Sunday, September 25, 2011

Multithreading with Java and Swing

It was seven years ago when Intel released the world's first dual-core processor for the consumer market.  Back then, concurrency was completely new and anyone who knew how to program for multiple cores was considered a hotshot programmer.  Physical limitations (mainly heat and power leakage) limited individual cores to operating frequencies of ~3.5 GHz.  Their solution?  Die shrinks and multiple cores.


Today, dual-core and quad-core processors have become mainstream in mobile electronics and home computers.  As a result, concurrency skills are no longer considered a luxury, but a requirement for any serious developer.  The rest of this post will detail my first recent experience with multithreaded programming using Java and Swing.

Applications that have graphical user interfaces (GUIs) are naturally multithreaded.  Usually you have one thread that draws the GUI, and another thread that runs the logic behind the scenes.  By splitting these two tasks into separate threads, you can get a nice performance boost if each thread runs on a separate core.  The GUI is quick n' snappy.  The user is happy.  And the developer is happy, well, for the most part if the job gets done correctly (issues of race conditions, deadlocks, and starvation may be covered in a future post).

Moving on, Java SE6 provides two convenient libraries for getting our hands dirty with GUI-based multithreading, Swing and Thread.  I used these libraries to whip up an application to spawn multiple threads, assign a priority to each thread, perform a computationally intensive calculation in a loop, and report the average time for each thread to complete a calculation.

Screenshot of Swing application

The workflow for my Swing application is:
  1. Create the GUI elements like the frame, start button, dropdown lists, panels, checkboxes, and labels.
  2. Attach an event listener to the start button.
  3. Set the frame to visible with frame.setVisible(true).
  4. Handle an event in the actionPerformed method when the user clicks the start button.  The event handler checks the number of threads that the user wants to start.  Then it creates the threads with the user-selected thread priority.
  5. Calculate the sum of the first 1000 cosines for 120 times in a loop for 3 minutes on each thread.
  6. After each iteration of the loop, calculate the average amount of time it took (in milliseconds) to perform the calculation and update the GUI.
So how does this relate to GUI-based multithreading?  Swing incorporates a separate thread called the Event Dispatch Thread (EDT).  It is the thread that is responsible for handling all events and updating the GUI.  This means that you, as a programmer, cannot manually update the GUI yourself in the main thread or a runnable thread that you have created yourself.  To update a GUI component properly, you must either place your code in the actionPerformed method (because it runs on the EDT), or place your code in another class and invoke it using the SwingUtilities.invokeLater method (which tells it to run on the EDT).

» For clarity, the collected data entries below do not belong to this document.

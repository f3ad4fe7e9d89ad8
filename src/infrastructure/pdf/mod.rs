//! PDF document rendering.

mod invoice;

pub use invoice::{render_invoice, InvoiceDocument, InvoiceLine, PdfError};
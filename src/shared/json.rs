//! JSON document helpers
//!
//! The document store may hand back numeric ids (`"id": 3`) for rows seeded by
//! hand, while everything this service writes uses string ids. These helpers
//! normalise both forms.

use serde::{Deserialize, Deserializer};
use serde_json::Value;

#[derive(Deserialize)]
#[serde(untagged)]
enum StringOrNumber {
    String(String),
    Int(i64),
    Float(f64),
}

/// Deserialize an optional id that may be encoded as a JSON string or number.
pub fn opt_string_or_number<'de, D>(deserializer: D) -> Result<Option<String>, D::Error>
where
    D: Deserializer<'de>,
{
    let value = Option::<StringOrNumber>::deserialize(deserializer)?;
    Ok(value.map(|v| match v {
        StringOrNumber::String(s) => s,
        StringOrNumber::Int(n) => n.to_string(),
        StringOrNumber::Float(f) => f.to_string(),
    }))
}

/// Render a scalar JSON value the way it appears in a query string.
pub fn scalar_to_string(value: &Value) -> Option<String> {
    match value {
        Value::String(s) => Some(s.clone()),
        Value::Number(n) => Some(n.to_string()),
        Value::Bool(b) => Some(b.to_string()),
        _ => None,
    }
}

/// Id of a stored document, if it has one.
pub fn document_id(doc: &Value) -> Option<String> {
    doc.get("id").and_then(scalar_to_string)
}

/// Remove the `password` field from a user document (or a list of them).
pub fn redact_password(mut doc: Value) -> Value {
    match &mut doc {
        Value::Object(map) => {
            map.remove("password");
        }
        Value::Array(items) => {
            for item in items.iter_mut() {
                if let Value::Object(map) = item {
                    map.remove("password");
                }
            }
        }
        _ => {}
    }
    doc
}
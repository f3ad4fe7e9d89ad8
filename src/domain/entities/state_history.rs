//! State history entry entity.

use serde::{Deserialize, Serialize};
use serde_json::{Map, Value};
use validator::Validate;

use super::Document;
use crate::domain::store::Collection;
use crate::domain::value_objects::OrderState;
use crate::shared::json::opt_string_or_number;

/// One lifecycle transition of a service order.
#[derive(Debug, Clone, Default, Serialize, Deserialize, Validate)]
#[serde(rename_all = "camelCase")]
pub struct StateHistoryEntry {
    #[serde(default, deserialize_with = "opt_string_or_number", skip_serializing_if = "Option::is_none")]
    pub id: Option<String>,

    #[serde(default, deserialize_with = "opt_string_or_number", skip_serializing_if = "Option::is_none")]
    #[validate(required(message = "is required"), length(min = 1, message = "must not be empty"))]
    pub order_id: Option<String>,

    #[validate(required(message = "is required"))]
    pub state: Option<OrderState>,

    #[serde(skip_serializing_if = "Option::is_none")]
    pub previous_state: Option<OrderState>,

    /// RFC 3339 timestamp
    #[serde(skip_serializing_if = "Option::is_none")]
    pub changed_at: Option<String>,

    #[serde(skip_serializing_if = "Option::is_none")]
    pub changed_by: Option<String>,

    #[serde(skip_serializing_if = "Option::is_none")]
    pub notes: Option<String>,

    #[serde(flatten)]
    pub extra: Map<String, Value>,
}

impl StateHistoryEntry {
    /// Entry for a transition happening now.
    pub fn record(order_id: &str, previous: Option<OrderState>, state: OrderState) -> Self {
        Self {
            order_id: Some(order_id.to_string()),
            state: Some(state),
            previous_state: previous,
            changed_at: Some(chrono::Utc::now().to_rfc3339_opts(chrono::SecondsFormat::Micros, true)),
            ..Default::default()
        }
    }
}

impl Document for StateHistoryEntry {
    const COLLECTION: Collection = Collection::StateHistory;

    fn id(&self) -> Option<&str> {
        self.id.as_deref()
    }

    fn set_id(&mut self, id: String) {
        self.id = Some(id);
    }
}
//! HTTP document store tests against an in-process fake document server

use std::sync::Arc;

use axum::{
    extract::{Path, Query, State},
    http::StatusCode,
    response::{IntoResponse, Response},
    routing::get,
    Json, Router,
};
use pretty_assertions::assert_eq;
use serde_json::{json, Value};

use garage_manager::config::{StoreKind, StoreSettings};
use garage_manager::domain::{Collection, DocumentStore};
use garage_manager::infrastructure::store::{HttpDocumentStore, MemoryDocumentStore};
use garage_manager::startup::{build_router, AppState};

use crate::common::{default_users, json_body, test_settings, RecordingMailer};

type Backing = Arc<MemoryDocumentStore>;

fn collection(path: &str) -> Option<Collection> {
    [
        Collection::Users,
        Collection::Clients,
        Collection::Vehicles,
        Collection::Orders,
        Collection::StateHistory,
        Collection::Expenses,
        Collection::Revenues,
        Collection::Ratings,
        Collection::Reports,
    ]
    .into_iter()
    .find(|c| c.path() == path)
}

fn found(doc: Option<Value>) -> Response {
    match doc {
        Some(doc) => Json(doc).into_response(),
        None => (StatusCode::NOT_FOUND, Json(json!({}))).into_response(),
    }
}

async fn list(
    State(db): State<Backing>,
    Path(name): Path<String>,
    Query(filters): Query<Vec<(String, String)>>,
) -> Response {
    match collection(&name) {
        Some(c) => Json(db.list(c, &filters).await.unwrap()).into_response(),
        None => StatusCode::NOT_FOUND.into_response(),
    }
}

async fn create(State(db): State<Backing>, Path(name): Path<String>, Json(doc): Json<Value>) -> Response {
    match collection(&name) {
        Some(c) => (StatusCode::CREATED, Json(db.create(c, doc).await.unwrap())).into_response(),
        None => StatusCode::NOT_FOUND.into_response(),
    }
}

async fn get_one(State(db): State<Backing>, Path((name, id)): Path<(String, String)>) -> Response {
    let Some(c) = collection(&name) else {
        return StatusCode::NOT_FOUND.into_response();
    };
    found(db.get(c, &id).await.unwrap())
}

async fn replace(
    State(db): State<Backing>,
    Path((name, id)): Path<(String, String)>,
    Json(doc): Json<Value>,
) -> Response {
    let Some(c) = collection(&name) else {
        return StatusCode::NOT_FOUND.into_response();
    };
    found(db.replace(c, &id, doc).await.unwrap())
}

async fn patch(
    State(db): State<Backing>,
    Path((name, id)): Path<(String, String)>,
    Json(doc): Json<Value>,
) -> Response {
    let Some(c) = collection(&name) else {
        return StatusCode::NOT_FOUND.into_response();
    };
    found(db.patch(c, &id, doc).await.unwrap())
}

async fn remove(State(db): State<Backing>, Path((name, id)): Path<(String, String)>) -> Response {
    let Some(c) = collection(&name) else {
        return StatusCode::NOT_FOUND.into_response();
    };
    if db.delete(c, &id).await.unwrap() {
        Json(json!({})).into_response()
    } else {
        StatusCode::NOT_FOUND.into_response()
    }
}

/// Serve a json-server lookalike on an ephemeral port; returns its base URL.
async fn spawn_document_server(db: Backing) -> String {
    let app = Router::new()
        .route("/{collection}", get(list).post(create))
        .route(
            "/{collection}/{id}",
            get(get_one).put(replace).patch(patch).delete(remove),
        )
        .with_state(db);

    let listener = tokio::net::TcpListener::bind("127.0.0.1:0").await.unwrap();
    let addr = listener.local_addr().unwrap();
    tokio::spawn(async move {
        axum::serve(listener, app).await.unwrap();
    });
    format!("http://{}", addr)
}

fn http_store(url: &str) -> HttpDocumentStore {
    HttpDocumentStore::new(&StoreSettings {
        kind: StoreKind::Http,
        url: url.to_string(),
        timeout_secs: 5,
    })
    .unwrap()
}

#[tokio::test]
async fn test_http_store_round_trip() {
    let db = Arc::new(MemoryDocumentStore::new());
    let store = http_store(&spawn_document_server(db.clone()).await);

    let created = store
        .create(Collection::Clients, json!({"name": "Ana", "phone": "300"}))
        .await
        .unwrap();
    let id = created["id"].as_str().unwrap().to_string();

    assert_eq!(store.get(Collection::Clients, &id).await.unwrap(), Some(created));
    assert_eq!(store.get(Collection::Clients, "missing").await.unwrap(), None);

    let replaced = store
        .replace(Collection::Clients, &id, json!({"name": "Ana P.", "phone": "301"}))
        .await
        .unwrap()
        .unwrap();
    assert_eq!(replaced["name"], "Ana P.");
    assert!(store
        .replace(Collection::Clients, "missing", json!({"name": "x"}))
        .await
        .unwrap()
        .is_none());

    let patched = store
        .patch(Collection::Clients, &id, json!({"email": "ana@example.com"}))
        .await
        .unwrap()
        .unwrap();
    assert_eq!(patched["phone"], "301");
    assert_eq!(patched["email"], "ana@example.com");

    assert!(store.delete(Collection::Clients, &id).await.unwrap());
    assert!(!store.delete(Collection::Clients, &id).await.unwrap());
}

#[tokio::test]
async fn test_http_store_forwards_filters() {
    let db = Arc::new(MemoryDocumentStore::new());
    db.seed(
        Collection::Vehicles,
        vec![
            json!({"id": "1", "clientId": "7", "plate": "ABC123"}),
            json!({"id": "2", "clientId": "8", "plate": "XYZ987"}),
        ],
    );
    let store = http_store(&spawn_document_server(db).await);

    let filters = vec![("clientId".to_string(), "8".to_string())];
    let owned = store.list(Collection::Vehicles, &filters).await.unwrap();

    assert_eq!(owned, vec![json!({"id": "2", "clientId": "8", "plate": "XYZ987"})]);
    assert!(store.ping().await.is_ok());
}

#[tokio::test]
async fn test_http_store_unreachable_server() {
    let listener = tokio::net::TcpListener::bind("127.0.0.1:0").await.unwrap();
    let addr = listener.local_addr().unwrap();
    drop(listener);

    let store = http_store(&format!("http://{}", addr));

    assert!(store.ping().await.is_err());
    assert!(store.list(Collection::Orders, &[]).await.is_err());
}

#[tokio::test]
async fn test_api_over_http_store() {
    let db = Arc::new(MemoryDocumentStore::new());
    db.seed(Collection::Users, default_users());
    let store = Arc::new(http_store(&spawn_document_server(db.clone()).await));
    let router = build_router(AppState::new(
        store,
        Arc::new(RecordingMailer::default()),
        test_settings(),
    ));

    let response = tower::ServiceExt::oneshot(
        router.clone(),
        axum::http::Request::builder()
            .method("PUT")
            .uri("/api/orders/31")
            .header("Content-Type", "application/json")
            .body(axum::body::Body::from(
                json!({"clientId": "c1", "vehicleId": "v1"}).to_string(),
            ))
            .unwrap(),
    )
    .await
    .unwrap();
    assert_eq!(response.status(), StatusCode::CREATED);
    assert_eq!(json_body(response).await["id"], "31");

    let stored = db.get(Collection::Orders, "31").await.unwrap().unwrap();
    assert_eq!(stored["state"], "reception");
    let history = db
        .list(Collection::StateHistory, &[("orderId".to_string(), "31".to_string())])
        .await
        .unwrap();
    assert_eq!(history.len(), 1);

    let response = tower::ServiceExt::oneshot(
        router,
        axum::http::Request::builder()
            .uri("/health/ready")
            .body(axum::body::Body::empty())
            .unwrap(),
    )
    .await
    .unwrap();
    assert_eq!(response.status(), StatusCode::OK);
}

#[tokio::test]
async fn test_readiness_fails_when_store_is_down() {
    let listener = tokio::net::TcpListener::bind("127.0.0.1:0").await.unwrap();
    let addr = listener.local_addr().unwrap();
    drop(listener);

    let router = build_router(AppState::new(
        Arc::new(http_store(&format!("http://{}", addr))),
        Arc::new(RecordingMailer::default()),
        test_settings(),
    ));

    let response = tower::ServiceExt::oneshot(
        router,
        axum::http::Request::builder()
            .uri("/health/ready")
            .body(axum::body::Body::empty())
            .unwrap(),
    )
    .await
    .unwrap();

    assert_eq!(response.status(), StatusCode::SERVICE_UNAVAILABLE);
    assert_eq!(json_body(response).await["status"], "unhealthy");
}
//! # Configuration Module
//!
//! This module handles application configuration loading and management.
//! Configuration can be loaded from:
//! - Environment variables (prefixed with APP__)
//! - Configuration files (config/default.toml, config/{environment}.toml)
//! - .env files (via dotenvy)
//!
//! ## Usage
//!
//! ```rust,ignore
//! use garage_manager::config::Settings;
//!
//! let settings = Settings::load()?;
//! println!("Proxying records to {}", settings.store.url);
//! ```

mod settings;

pub use settings::*;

The main idea is to break the program into threads that perform background computation and thread(s) that update the GUI (the EDT does this for us).  Since you want to keep the GUI responsive, and the EDT is responsible for updating the GUI, you don't want to have long-running pieces of code on the EDT.  Instead, have the EDT spawn off new threads and run your (slower) code in these new threads.  Proper usage of these concepts can be seen in my program and source code here.  Compile with "javac ManyPanels.java" and run with "java ManyPanels 0".

I ran an experiment to see how thread priority scheduling works on different operating systems.  On a Windows machine with 2 cores and a Mac machine with 2 cores, I ran 10 threads with priorities ranging from 1 to 10.  The first number under each panel indicates the average amount of time (in milliseconds) it took to get through one iteration, and the second number in parentheses indicates the number of iterations that the thread was able to execute in 3 minutes.


Windows.  Thread priorities are all over the place.  A thread with priority 1 should not run faster than a thread with priority 8.
Mac.  Thread priorities are in order, with 1 running the slowest and 10 running the fastest.
The results show that thread priority scheduling in the JVM and Windows is completely unreliable, while thread priority scheduling in the JVM and Mac works as expected.  This is food for thought for developers who program with thread priorities.